Overnight I have polled more than 2,000 people who voted in the Scottish referendum. The results help us understand what happened, and why.
The results indicate that the No campaign won among men (by a six-point margin) as well as women (by twelve points). As expected, older voters were the most decisively opposed to independence, with nearly three quarters (73%) of those aged 65 or over voting No.
Also not surprisingly, Conservative voters were the most staunchly Unionist, with 95% voting to reject independence. Of the other pro-Union parties, nearly four in ten of those who voted Labour or Liberal Democrat in the last Westminster* elections voted Yes. Meanwhile one in seven SNP voters opted to remain in the UK. Those who voted SNP in the last general election comprised just over half (53%) of the total Yes vote.
As the recent tightening in the polls suggested, those who made up their minds late in the campaign were more likely to choose independence. Two thirds of those who decided in the last few days voted Yes; No voters were much more likely than Yes supporters to say they decided more than a year ago or always knew how they would vote.
My questions on the issues that mattered most in people’s voting decisions suggest the No campaign was right to focus on the currency and the other uncertainties of independence. More than half (57%) of No voters said the pound was one of the most important factors in their decision, and the biggest overarching reason for their decision was that “the risks of becoming independent looked too great when it came to things like the currency, EU membership, the economy, jobs and prices” (a more powerful reason for most No voters’ decision than “a strong attachment to the UK” or the promise of the best of both worlds with guaranteed extra powers for the Scottish Parliament). Pensions, the NHS and uncertainties about tax and public spending were also mentioned by at least one third of No voters.

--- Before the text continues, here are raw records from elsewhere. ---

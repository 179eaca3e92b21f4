//! Handler middleware: update logging and admin gating

use async_trait::async_trait;
use std::sync::Arc;

use crate::bot::commands::is_admin_command;
use crate::bot::handlers::{CommandHandler, Incoming, Outgoing};
use crate::error::Result;
use crate::logging::{LogContext, StructuredLogger, get_logger, get_logger_with_context};
use crate::report::DATA_UNAVAILABLE;
use crate::settings::SettingsRepository;

/// Logs every update and contains handler errors.
///
/// Errors never reach the transport: they are logged in full and, for the
/// commands listed in `reply_on_error`, answered with a generic message.
/// Failed callback queries get an empty answer.
pub struct Logged<H> {
    inner: H,
    reply_on_error: Vec<String>,
    logger: StructuredLogger,
}

impl<H: CommandHandler> Logged<H> {
    pub fn new(inner: H) -> Self {
        Self {
            inner,
            reply_on_error: Vec::new(),
            logger: get_logger("bot"),
        }
    }

    /// Commands answered with the "data unavailable" text when they fail
    pub fn replying_on_error(mut self, commands: &[&str]) -> Self {
        self.reply_on_error = commands.iter().map(|c| (*c).to_string()).collect();
        self
    }

    fn replies_on_error(&self, incoming: &Incoming) -> bool {
        incoming
            .command_name()
            .is_some_and(|name| self.reply_on_error.iter().any(|c| c == name))
    }
}

#[async_trait]
impl<H: CommandHandler> CommandHandler for Logged<H> {
    async fn handle(&self, incoming: &Incoming) -> Result<Vec<Outgoing>> {
        let chat_id = incoming.chat().id;
        let logger = self.logger.for_chat(chat_id);
        logger.debug(&incoming.describe());

        match self.inner.handle(incoming).await {
            Ok(actions) => Ok(actions),
            Err(e) => {
                logger.error(&format!("{}\n{}", incoming.describe(), e));
                if let Incoming::Callback { callback_id, .. } = incoming {
                    // Clears the button's loading state
                    return Ok(vec![Outgoing::AnswerCallback {
                        callback_id: callback_id.clone(),
                        text: String::new(),
                    }]);
                }
                if self.replies_on_error(incoming) {
                    Ok(vec![Outgoing::text(chat_id, DATA_UNAVAILABLE)])
                } else {
                    Ok(Vec::new())
                }
            }
        }
    }
}

/// Drops admin commands from chats without admin rights
pub struct AdminOnly<H> {
    inner: H,
    settings: Arc<dyn SettingsRepository>,
    enabled: bool,
    logger: StructuredLogger,
}

impl<H: CommandHandler> AdminOnly<H> {
    /// With `enabled == false` admin commands are ignored for everyone
    pub fn new(inner: H, settings: Arc<dyn SettingsRepository>, enabled: bool) -> Self {
        Self {
            inner,
            settings,
            enabled,
            logger: get_logger_with_context(
                LogContext::new("bot").with_field("layer", "admin".to_string()),
            ),
        }
    }
}

#[async_trait]
impl<H: CommandHandler> CommandHandler for AdminOnly<H> {
    async fn handle(&self, incoming: &Incoming) -> Result<Vec<Outgoing>> {
        if let Some(name) = incoming.command_name()
            && is_admin_command(name)
        {
            let chat_id = incoming.chat().id;
            let logger = self.logger.for_chat(chat_id);
            if !self.enabled || !self.settings.is_admin(chat_id) {
                logger.info(&format!(
                    "USER not ALLOWED TO EXECUTE ADMIN COMMAND '/{}'",
                    name
                ));
                return Ok(Vec::new());
            }
            logger.debug(&format!("USER ALLOWED TO EXECUTE COMMAND '/{}'", name));
        }
        self.inner.handle(incoming).await
    }
}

By far the biggest single driver for Yes voters was “disaffection with Westminster politics”. Accordingly, “the principle that all decisions about Scotland should be taken in Scotland” was the most powerful overarching reason for a Yes vote, ahead of the idea that “Scotland’s future looked brighter as an independent country” or that “independence would mean no more Conservative governments”. The Yes campaign’s recent focus on the NHS also appears to have had an impact, with more than half (54%) of Yes voters saying this was one of the most important factors in their decision. It was also notable that the NHS was a bigger factor for women, half of whom said it had affected their decision, than for men, of whom 39% said it had made a difference. Men were more likely than women to mention disaffection with Westminster.
Just as the “silent No” voters produced a bigger margin for the Union than recent pre-referendum polls had anticipated, some said they would keep their decision to themselves. One in seven No voters said they would be reluctant to tell their friends, family or colleagues how they had voted.
Finally, for how long do Scottish voters think the question of independence will remain settled? A majority of those who voted No said they thought the issue was now resolved for at least a generation (28%) or forever (25%). Yes voters disagree: more than six in ten said they thought the matter was settled for no more than ten years, including nearly half (45%) who thought the question would remain closed for no more than five years.
* An earlier edition of this commentary stated that these were the figures for the last Holyrood elections. The summary and tables have been corrected.